Преступное поведение — процесс, развертывающийся в пространстве и во времени и включающий в себя не только сами действия, изменяющие внешнюю среду (акт преступления), но и предшествующие им психологические явления и процессы, детерминирующие эти действия. Конечно, само преступление также развертывается в пространстве и во времени, но в сравнении с масштабом предшествующих ему процессов может быть представлено как одномоментное событие. Криминологию интересует не столько сам преступный акт, сколько предшествующие ему обстоятельства: формирование мотивов, постановка целей, выбор средств и т.д. Подобные обстоятельства в процессе их формирования еще не образуют состава преступления, однако включаются в понятие «преступное поведение», которое охватывает как формирование преступного намерения, так и его осуществление.
В объяснении преступного поведения отечественная криминология отвергает дилемму «среда или личность» и исходит из принципа двухфакторной детерминации: преступное поведение детерминируется личностью и средой, оно есть результат взаимодействия личностных качеств и особенностей конкретной ситуации. Но принцип двухфакторной детерминации ничего не говорит о том, какие факторы являются определяющими в этом взаимодействии, что относится к причинам, а что к условиям.

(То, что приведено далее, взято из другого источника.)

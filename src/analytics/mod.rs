pub mod aggregate;
pub mod service;

pub use service::{DashboardView, Report, ReportingService};
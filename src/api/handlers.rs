use axum::{
    extract::{rejection::JsonRejection, State},
    Json,
};
use utoipa::OpenApi;

use super::{
    dto::{
        AnalyticsResponse, DashboardResponse, ErrorResponse, IngestResponse,
        SensorReadingRequest,
    },
    errors::AppError,
    AppState,
};
use crate::analytics::aggregate::MetricSummary;

// ---------------------------------------------------------------------------
// Ingestion
// ---------------------------------------------------------------------------

/// Store one sensor reading. A missing `timestamp` is set to the current UTC
/// time.
#[utoipa::path(
    post,
    path = "/sensor-data",
    request_body = SensorReadingRequest,
    responses(
        (status = 200, description = "Reading stored", body = IngestResponse),
        (status = 422, description = "Missing or non-numeric field", body = ErrorResponse),
        (status = 500, description = "Reading could not be stored", body = ErrorResponse),
    ),
    tag = "sensors"
)]
pub async fn receive_sensor_data(
    State(state): State<AppState>,
    payload: Result<Json<SensorReadingRequest>, JsonRejection>,
) -> Result<Json<IngestResponse>, AppError> {
    let Json(payload) = payload?;
    state.ingestion.ingest(payload.into()).await?;
    Ok(Json(IngestResponse::success()))
}

// ---------------------------------------------------------------------------
// Reporting
// ---------------------------------------------------------------------------

/// Average/max/min per metric over every stored reading. With no readings,
/// every metric is an empty object.
#[utoipa::path(
    get,
    path = "/analytics",
    responses(
        (status = 200, description = "Per-metric statistics", body = AnalyticsResponse),
        (status = 500, description = "Internal server error", body = ErrorResponse),
    ),
    tag = "analytics"
)]
pub async fn get_analytics(
    State(state): State<AppState>,
) -> Result<Json<AnalyticsResponse>, AppError> {
    let report = state.reporting.report().await?;
    Ok(Json(report.analytics()))
}

/// Reading count plus the same statistics, with flat legacy aliases.
#[utoipa::path(
    get,
    path = "/dashboard",
    responses(
        (status = 200, description = "Count and statistics", body = DashboardResponse),
        (status = 500, description = "Internal server error", body = ErrorResponse),
    ),
    tag = "analytics"
)]
pub async fn get_dashboard(
    State(state): State<AppState>,
) -> Result<Json<DashboardResponse>, AppError> {
    let report = state.reporting.report().await?;
    Ok(Json(report.dashboard()))
}

// ---------------------------------------------------------------------------
// Health check
// ---------------------------------------------------------------------------

/// Returns `200 OK` with `{"status":"ok"}` when the server is running.
#[utoipa::path(
    get,
    path = "/health",
    responses(
        (status = 200, description = "Service is healthy"),
    ),
    tag = "system"
)]
pub async fn health() -> axum::Json<serde_json::Value> {
    axum::Json(serde_json::json!({ "status": "ok" }))
}

// ---------------------------------------------------------------------------
// OpenAPI spec
// ---------------------------------------------------------------------------

#[derive(OpenApi)]
#[openapi(
    paths(receive_sensor_data, get_analytics, get_dashboard, health),
    components(schemas(
        SensorReadingRequest,
        IngestResponse,
        ErrorResponse,
        AnalyticsResponse,
        DashboardResponse,
        MetricSummary,
    )),
    tags(
        (name = "sensors",   description = "Sensor reading ingestion"),
        (name = "analytics", description = "Aggregated statistics"),
        (name = "system",    description = "System endpoints"),
    ),
    info(
        title = "AgroSense Tech API",
        version = "0.1.0",
        description = "Environmental sensor ingestion and aggregate statistics"
    )
)]
pub struct ApiDoc;

// ---------------------------------------------------------------------------
// Tests
// ---------------------------------------------------------------------------
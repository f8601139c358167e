pub mod dto;
pub mod errors;
pub mod handlers;

use axum::{
    routing::{get, post},
    Router,
};
use utoipa::OpenApi;
use utoipa_axum::router::OpenApiRouter;

use handlers::ApiDoc;

use crate::{analytics::ReportingService, db::Storage, sensors::IngestionService};

/// Shared handler state. Cloning is cheap; every service wraps the same
/// storage pool.
#[derive(Clone)]
pub struct AppState {
    pub ingestion: IngestionService,
    pub reporting: ReportingService,
}

impl AppState {
    pub fn new(storage: Storage) -> Self {
        Self {
            ingestion: IngestionService::new(storage.clone()),
            reporting: ReportingService::new(storage),
        }
    }
}

pub fn router(state: AppState) -> Router {
    let (router, api) = OpenApiRouter::with_openapi(ApiDoc::openapi())
        .route("/sensor-data", post(handlers::receive_sensor_data))
        .route("/analytics", get(handlers::get_analytics))
        .route("/dashboard", get(handlers::get_dashboard))
        .with_state(state)
        .split_for_parts();

    router
        .route("/health", get(handlers::health))
        .route(
            "/api-docs/openapi.json",
            get(move || async move { axum::Json(api) }),
        )
}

В криминологии исходят из того, что поведение человека, в том числе преступное, причинно обусловлено, детерминировано. Но совместимо ли такое понимание поведения с постулатом «свободы воли», служащим основой уголовной ответственности? Совместим ли криминологический принцип детерминизма с уголовно-правовым принципом свободы воли? В свое время Э. Ферри отверг принцип «свободы воли» как несовместимый с детерминистическим пониманием преступного поведения. Такой же точки зрения придерживаются и некоторые отечественные криминологи (А.М. Яковлев).
Если исходить не из волюнтаристского толкования свободы воли («что хочу, то и ворочу»), а из практического, трактующего свободу воли как свободу выбора, то можно показать совместимость этих принципов. Более того, без детерминизма обосновать ответственность на основе свободы воли невозможно: человек должен предвидеть последствия своих действий, чтобы отвечать за них. Лица, которые не в состоянии это делать, не несут ответственности (душевнобольные; лица, не достигшие определенного возраста). Индетерминизм (беспричинность) же фактически лишает выбор свободного характера, так как субъект, не зная последствий своего выбора, может действовать только случайно, наобум.

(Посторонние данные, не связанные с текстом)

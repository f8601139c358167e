use serde::Serialize;
use tracing::debug;
use utoipa::ToSchema;

use super::aggregate::{
    empty_object_if_none, summarize, MetricSample, NestedMetrics, Summary,
};
use crate::db::{Storage, StorageError};

/// Answers aggregate queries over every stored reading.
#[derive(Clone)]
pub struct ReportingService {
    storage: Storage,
}

/// One fetch-and-summarize pass. Both client shapes are rendered from the
/// same `Report`, so `count` always matches the statistics next to it.
#[derive(Debug, Clone, Copy, PartialEq)]
pub struct Report {
    pub count: usize,
    pub summary: Summary,
}

/// Dashboard shape: `count`, the legacy flat aliases, and nested `metrics`.
///
/// With no readings this is exactly `{"count": 0, "metrics": {}}`.
#[derive(Debug, Clone, Copy, PartialEq, Serialize, ToSchema)]
pub struct DashboardView {
    pub count: usize,
    #[serde(skip_serializing_if = "Option::is_none")]
    pub avg_temp: Option<f64>,
    #[serde(skip_serializing_if = "Option::is_none")]
    pub avg_humidity: Option<f64>,
    #[serde(skip_serializing_if = "Option::is_none")]
    pub avg_ph: Option<f64>,
    #[serde(skip_serializing_if = "Option::is_none")]
    pub max_light: Option<f64>,
    #[serde(skip_serializing_if = "Option::is_none")]
    pub min_light: Option<f64>,
    #[serde(serialize_with = "empty_object_if_none")]
    #[schema(value_type = NestedMetrics)]
    pub metrics: Option<NestedMetrics>,
}

impl ReportingService {
    pub fn new(storage: Storage) -> Self {
        Self { storage }
    }

    /// Fetch all readings and summarize them.
    ///
    /// Concurrent writers may land between two calls, so back-to-back reports
    /// can show different counts.
    pub async fn report(&self) -> Result<Report, StorageError> {
        let readings = self.storage.all().await?;
        let samples: Vec<MetricSample> = readings.iter().map(MetricSample::from).collect();

        debug!(count = samples.len(), "Summarizing sensor readings");

        Ok(Report {
            count: samples.len(),
            summary: summarize(&samples),
        })
    }
}

impl Report {
    /// Standalone nested aggregate; every field is `{}` when nothing is stored.
    pub fn analytics(&self) -> NestedMetrics {
        self.summary.nested()
    }

    pub fn dashboard(&self) -> DashboardView {
        let legacy = self.summary.legacy();
        DashboardView {
            count: self.count,
            avg_temp: legacy.map(|l| l.avg_temp),
            avg_humidity: legacy.map(|l| l.avg_humidity),
            avg_ph: legacy.map(|l| l.avg_ph),
            max_light: legacy.map(|l| l.max_light),
            min_light: legacy.map(|l| l.min_light),
            metrics: self.summary.report().map(|r| r.nested()),
        }
    }
}

#[cfg(test)]
mod tests {
    use serde_json::json;

    use super::*;
    use crate::db::models::NewReading;

    fn reading(temperature: f64, humidity: f64, ph: f64, light: f64) -> NewReading {
        NewReading {
            sensor_id: None,
            temperature,
            humidity,
            ph,
            light,
            timestamp: None,
        }
    }

    #[tokio::test]
    async fn empty_storage_yields_empty_shapes() {
        let service = ReportingService::new(Storage::in_memory().await);
        let report = service.report().await.unwrap();

        assert_eq!(report.count, 0);
        assert_eq!(report.summary, Summary::Empty);
        assert_eq!(
            serde_json::to_value(report.analytics()).unwrap(),
            json!({ "temperature": {}, "humidity": {}, "ph": {}, "light": {} })
        );
        assert_eq!(
            serde_json::to_value(report.dashboard()).unwrap(),
            json!({ "count": 0, "metrics": {} })
        );
    }

    #[tokio::test]
    async fn dashboard_and_analytics_agree() {
        let storage = Storage::in_memory().await;
        storage.append(reading(25.0, 60.0, 6.7, 400.0)).await.unwrap();
        storage.append(reading(27.0, 65.0, 6.9, 420.0)).await.unwrap();
        storage.append(reading(26.0, 63.0, 6.8, 410.0)).await.unwrap();

        let report = ReportingService::new(storage).report().await.unwrap();
        let dashboard = serde_json::to_value(report.dashboard()).unwrap();
        let analytics = serde_json::to_value(report.analytics()).unwrap();

        assert_eq!(dashboard["count"], 3);
        assert_eq!(dashboard["avg_temp"], json!(26.0));
        assert_eq!(dashboard["avg_humidity"], json!(62.7));
        assert_eq!(dashboard["max_light"], json!(420.0));
        assert_eq!(dashboard["min_light"], json!(400.0));
        assert_eq!(dashboard["metrics"], analytics);
        assert_eq!(dashboard["avg_ph"], analytics["ph"]["avg"]);
    }
}
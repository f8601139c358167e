use chrono::{DateTime, Utc};
use serde::{Deserialize, Serialize};
use sqlx::FromRow;

/// One persisted row of the `sensor_data` table.
///
/// Rows are append-only: `id` is assigned by the database, never reused, and
/// nothing in the service updates or deletes a reading once written.
#[derive(Debug, Clone, PartialEq, FromRow, Serialize, Deserialize)]
pub struct Reading {
    pub id: i64,
    /// Free-text device label, not checked against any registry.
    pub sensor_id: Option<String>,
    /// Degrees Celsius
    pub temperature: f64,
    /// Relative humidity percentage
    pub humidity: f64,
    pub ph: f64,
    /// Lux
    pub light: f64,
    pub timestamp: DateTime<Utc>,
}

/// A reading that has not been stored yet.
///
/// Values are taken as-is; physical range is not validated.
#[derive(Debug, Clone, PartialEq)]
pub struct NewReading {
    pub sensor_id: Option<String>,
    pub temperature: f64,
    pub humidity: f64,
    pub ph: f64,
    pub light: f64,
    /// Defaults to the current UTC instant at write time when absent.
    pub timestamp: Option<DateTime<Utc>>,
}
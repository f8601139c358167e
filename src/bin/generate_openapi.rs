//! Generates `openapi.json` from the compiled OpenAPI spec.
//!
//! Usage:
//!   cargo run --bin generate_openapi > openapi.json
//!   cargo run --bin generate_openapi -- --output openapi.json

use std::{
    env, fs,
    io::{self, Write},
    path::PathBuf,
};

use agrosense_service::api::handlers::ApiDoc;
use utoipa::OpenApi;

fn main() {
    let json = ApiDoc::openapi()
        .to_pretty_json()
        .expect("Failed to serialise OpenAPI spec");

    // Parse optional `--output <path>` argument.
    let args: Vec<String> = env::args().collect();
    let output_path: Option<PathBuf> = args
        .windows(2)
        .find(|w| w[0] == "--output")
        .map(|w| PathBuf::from(&w[1]));

    match output_path {
        Some(path) => {
            fs::write(&path, &json).unwrap_or_else(|e| {
                eprintln!("Error writing to {}: {e}", path.display());
                std::process::exit(1);
            });
            eprintln!("OpenAPI spec written to {}", path.display());
        }
        None => {
            io::stdout()
                .write_all(json.as_bytes())
                .expect("Failed to write to stdout");
        }
    }
}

Свободный выбор не есть неограниченный произвол в силу того, что с философской точки зрения свобода заключается в познании необходимости и ее использовании для своих целей. Значит, изначально свободный выбор ограничен объективно и субъективно как необходимостью, так и возможностью ее познания и использования.
Свобода выбора ограничена тремя группами факторов:
1) самой необходимостью, включающей в себя набор объективно возможных в данной ситуации поступков. В каждой конкретной криминогенной ситуации набор правомерных вариантов поведения всегда конечен и чаще всего достаточно мал;
2) возможностью познания этой необходимости, включающей в себя способность субъекта адекватно оценить ситуацию, осознать общественную опасность своих действий и предвидеть их последствия.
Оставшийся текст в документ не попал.